SPH aberta à entrada de enfermeiros

Luís Bronze é perentório: “A SPH está aberta a qualquer profissional, nomeadamente enfermeiros, desde logo os que estão particularmente dedicados à HTA.” Afirma não ver razão para que a Sociedade Portuguesa de Hipertensão não possa acolher também cardiopneumologistas, nutricionistas, farmacêuticos…

É verdade que os enfermeiros têm um papel importante e o que eu advogo é que devemos trabalhar sempre em equipa. Aliás, se dúvidas houvesse, a pandemia veio mostrar isso mesmo”, conclui.



Atividade militar, clínica, académica e associativa


Luís Carlos Bronze dos Santos Carvalho, de seu nome completo, nasceu em Azeitão, no distrito de Setúbal. Comodoro médico naval, é cardiologista com o grau de consultor da carreira médica hospitalar, sendo, atualmente, o diretor de Saúde da Marinha Portuguesa. É doutorado em Medicina/Cardiologia pela Faculdade de Ciências Médicas da Universidade Nova de Lisboa, sendo professor auxiliar e coordenador do Bloco Cardiocirculatório do Mestrado Integrado de Medicina da Universidade da Beira Interior.

Entre outros cargos, é coordenador da Linha de Investigação da Saúde no Centro de Investigação Naval, na Escola Naval. Diretor de Saúde da Marinha Portuguesa desde 26 de julho de 2018, é investigador integrado do Centro de Investigação e Desenvolvimento do InstitutoUniversitário Militar.

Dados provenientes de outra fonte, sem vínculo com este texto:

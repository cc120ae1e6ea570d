//! Telemetry events
//!
//! Long-format telemetry (one row per vehicle, timestamp and channel) and the
//! per-vehicle wide signal tables extracted from it.

mod channels;
mod extract;
mod reader;

pub use channels::{Channel, EXPECTED_CHANNELS};
pub use extract::{extract_signals, SignalTable};
pub use reader::{parse_timestamp, read_events, read_events_from, validate, ValidationReport};

use std::collections::{BTreeMap, BTreeSet};

use serde::{Deserialize, Serialize};

/// One raw telemetry reading
#[derive(Debug, Clone, PartialEq, Serialize, Deserialize)]
pub struct TelemetryEvent {
    /// Vehicle identifier
    pub vehicle_id: String,
    /// Milliseconds since the Unix epoch
    pub timestamp_ms: i64,
    /// Channel name as logged
    pub channel: String,
    /// Reading
    pub value: f64,
    /// Lap number reported with the reading
    pub lap: Option<i64>,
}

/// A reading without its vehicle and channel keys
#[derive(Debug, Clone, Copy, PartialEq)]
pub struct Sample {
    /// Milliseconds since the Unix epoch
    pub timestamp_ms: i64,
    /// Reading
    pub value: f64,
    /// Lap number reported with the reading
    pub lap: Option<i64>,
}

/// Readings of one vehicle grouped by channel, in file order
#[derive(Debug, Clone, Default)]
pub struct VehicleEvents {
    channels: BTreeMap<String, Vec<Sample>>,
}

impl VehicleEvents {
    /// Samples of a channel by exact name
    pub fn channel(&self, name: &str) -> Option<&[Sample]> {
        self.channels
            .get(name)
            .map(Vec::as_slice)
            .filter(|s| !s.is_empty())
    }

    /// Channel names with at least one sample
    pub fn channel_names(&self) -> impl Iterator<Item = &str> {
        self.channels.keys().map(String::as_str)
    }

    /// Total number of readings
    pub fn len(&self) -> usize {
        self.channels.values().map(Vec::len).sum()
    }

    /// True when the vehicle has no readings
    pub fn is_empty(&self) -> bool {
        self.len() == 0
    }
}

/// All telemetry of one session
#[derive(Debug, Clone, Default)]
pub struct EventTable {
    vehicles: BTreeMap<String, VehicleEvents>,
    channels: BTreeSet<String>,
    rows: usize,
}

impl EventTable {
    /// Create an empty table
    pub fn new() -> Self {
        Self::default()
    }

    /// Append one event
    pub fn push(&mut self, event: TelemetryEvent) {
        self.channels.insert(event.channel.clone());
        self.vehicles
            .entry(event.vehicle_id)
            .or_default()
            .channels
            .entry(event.channel)
            .or_default()
            .push(Sample {
                timestamp_ms: event.timestamp_ms,
                value: event.value,
                lap: event.lap,
            });
        self.rows += 1;
    }

    /// Vehicle ids in sorted order
    pub fn vehicle_ids(&self) -> Vec<String> {
        self.vehicles.keys().cloned().collect()
    }

    /// Events of one vehicle
    pub fn vehicle(&self, vehicle_id: &str) -> Option<&VehicleEvents> {
        self.vehicles.get(vehicle_id)
    }

    /// Every channel name seen in the session
    pub fn channel_names(&self) -> &BTreeSet<String> {
        &self.channels
    }

    /// Number of raw events
    pub fn len(&self) -> usize {
        self.rows
    }

    /// True when no events were loaded
    pub fn is_empty(&self) -> bool {
        self.rows == 0
    }
}

impl FromIterator<TelemetryEvent> for EventTable {
    fn from_iter<I: IntoIterator<Item = TelemetryEvent>>(iter: I) -> Self {
        let mut table = EventTable::new();
        for event in iter {
            table.push(event);
        }
        table
    }
}

#[cfg(test)]
mod tests {
    use super::*;

    fn event(vehicle: &str, channel: &str, t: i64, value: f64) -> TelemetryEvent {
        TelemetryEvent {
            vehicle_id: vehicle.to_string(),
            timestamp_ms: t,
            channel: channel.to_string(),
            value,
            lap: Some(2),
        }
    }

    #[test]
    fn test_event_table_groups_by_vehicle_and_channel() {
        let table: EventTable = vec![
            event("B", "speed", 0, 10.0),
            event("A", "speed", 0, 11.0),
            event("A", "speed", 100, 12.0),
            event("A", "gear", 0, 3.0),
        ]
        .into_iter()
        .collect();

        assert_eq!(table.len(), 4);
        assert_eq!(table.vehicle_ids(), vec!["A".to_string(), "B".to_string()]);
        let a = table.vehicle("A").unwrap();
        assert_eq!(a.channel("speed").unwrap().len(), 2);
        assert_eq!(a.len(), 3);
        assert!(a.channel("lat").is_none());
        assert_eq!(table.channel_names().len(), 2);
    }
}
//! Progress reporting for long-running jobs

/// Receiver of `(message, fraction)` updates. `fraction` is in [0, 1].
pub trait ProgressSink: Send + Sync {
    /// Report one step
    fn report(&self, message: &str, fraction: f64);
}

impl<F> ProgressSink for F
where
    F: Fn(&str, f64) + Send + Sync,
{
    fn report(&self, message: &str, fraction: f64) {
        self(message, fraction)
    }
}

/// Sink that discards every update
#[derive(Debug, Clone, Copy, Default)]
pub struct NoopProgress;

impl ProgressSink for NoopProgress {
    fn report(&self, _message: &str, _fraction: f64) {}
}

/// Counts numbered jobs and forwards `"{message} ({current}/{total})"` to a sink
pub(crate) struct JobCounter<'a> {
    sink: &'a dyn ProgressSink,
    total: usize,
}

impl<'a> JobCounter<'a> {
    pub(crate) fn new(sink: &'a dyn ProgressSink, total: usize) -> Self {
        Self { sink, total }
    }

    pub(crate) fn total(&self) -> usize {
        self.total
    }

    pub(crate) fn step(&self, message: &str, current: usize) {
        let fraction = if self.total > 0 {
            (current as f64 / self.total as f64).min(1.0)
        } else {
            0.0
        };
        self.sink
            .report(&format!("{} ({}/{})", message, current, self.total), fraction);
    }
}

#[cfg(test)]
mod tests {
    use super::*;
    use std::sync::Mutex;

    #[test]
    fn test_closure_sink_and_counter() {
        let seen = Mutex::new(Vec::new());
        let sink = |msg: &str, f: f64| seen.lock().unwrap().push((msg.to_string(), f));
        let counter = JobCounter::new(&sink, 4);
        counter.step("Found 2 vehicles", 2);
        counter.step("Saving metadata", 4);

        let seen = seen.lock().unwrap().clone();
        assert_eq!(seen[0], ("Found 2 vehicles (2/4)".to_string(), 0.5));
        assert_eq!(seen[1].1, 1.0);
        assert_eq!(counter.total(), 4);
    }

    #[test]
    fn test_noop_sink() {
        NoopProgress.report("ignored", 0.3);
    }
}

No passado, foi cardiologista do Hospital da Marinha, subdiretor do Centro de Medicina Naval e responsável pela Secção de Cardiologia dessa instituição. Foi igualmente chefe do Serviço de Cardiologia do Hospital das Forças Armadas - Polo de Lisboa, diretor deste mesmo Polo e, por inerência, subdiretor daquele grupo hospitalar militar, que inclui o Polo do Porto.

Iniciou em abril um mandato de dois anos como presidente da Sociedade Portuguesa de Hipertensão.